** Material provided **
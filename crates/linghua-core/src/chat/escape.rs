//! Markup escaping for user-supplied chat text.

/// Replace the five markup-significant characters with character references.
///
/// `&` is replaced first so references introduced by the later substitutions
/// are not re-encoded. Not idempotent: escaping already-escaped text encodes
/// its ampersands a second time.
pub fn escape(text: &str) -> String {
    if text.is_empty() {
        return String::new();
    }
    text.replace('&', "&amp;")
        .replace('<', "&lt;")
        .replace('>', "&gt;")
        .replace('"', "&quot;")
        .replace('\'', "&#039;")
}

/// Decode the references produced by [`escape`] for display on a plain-text
/// surface such as a terminal. Never applied to stored content.
pub fn unescape_for_terminal(text: &str) -> String {
    text.replace("&#039;", "'")
        .replace("&quot;", "\"")
        .replace("&gt;", ">")
        .replace("&lt;", "<")
        .replace("&amp;", "&")
}
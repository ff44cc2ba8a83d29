//! SQLite connection pools for the assistant database.
//!
//! One writer connection serializes every mutation; a small read-only pool
//! serves lookups. WAL journaling lets the two proceed side by side.

use std::path::Path;
use std::str::FromStr;
use std::time::Duration;

use sqlx::sqlite::{SqliteConnectOptions, SqliteJournalMode, SqlitePool, SqlitePoolOptions};

/// File name of the database inside the data directory.
pub const DATABASE_FILE: &str = "linghua.db";

const READER_CONNECTIONS: u32 = 4;
const BUSY_TIMEOUT: Duration = Duration::from_secs(5);

#[derive(Clone)]
pub struct DatabasePool {
    /// Read-only connections.
    pub reader: SqlitePool,
    /// The single connection all writes go through.
    pub writer: SqlitePool,
}

impl DatabasePool {
    /// Open the database at `database_url`, apply pending migrations, and
    /// start both pools.
    pub async fn new(database_url: &str) -> Result<Self, sqlx::Error> {
        let options = SqliteConnectOptions::from_str(database_url)?
            .create_if_missing(true)
            .journal_mode(SqliteJournalMode::Wal)
            .busy_timeout(BUSY_TIMEOUT);

        // Migrations need the writer, and the read-only pool must not open
        // the file before the schema exists.
        let writer = SqlitePoolOptions::new()
            .max_connections(1)
            .connect_with(options.clone())
            .await?;
        sqlx::migrate!("../../migrations").run(&writer).await?;

        let reader = SqlitePoolOptions::new()
            .max_connections(READER_CONNECTIONS)
            .connect_with(options.read_only(true))
            .await?;

        tracing::debug!(url = %database_url, readers = READER_CONNECTIONS, "Opened assistant database");
        Ok(Self { reader, writer })
    }

    /// Open `DATABASE_FILE` inside `data_dir`.
    pub async fn open(data_dir: &Path) -> Result<Self, sqlx::Error> {
        Self::new(&database_url(data_dir)).await
    }

    /// Close both pools, waiting for in-flight queries.
    pub async fn close(&self) {
        self.reader.close().await;
        self.writer.close().await;
    }
}

/// `sqlite://` URL for `DATABASE_FILE` inside `data_dir`.
pub fn database_url(data_dir: &Path) -> String {
    format!("sqlite://{}?mode=rwc", data_dir.join(DATABASE_FILE).display())
}
//! Infrastructure implementations for the Linghua assistant.
//!
//! SQLite-backed key-value store, configuration loading, and data directory
//! resolution. Implements the ports defined in `linghua-core`.

pub mod config;
pub mod filesystem;
pub mod sqlite;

** Instructions for the task **
Across the data above, count every line with "text" in it and write only the total.

** Solution **
8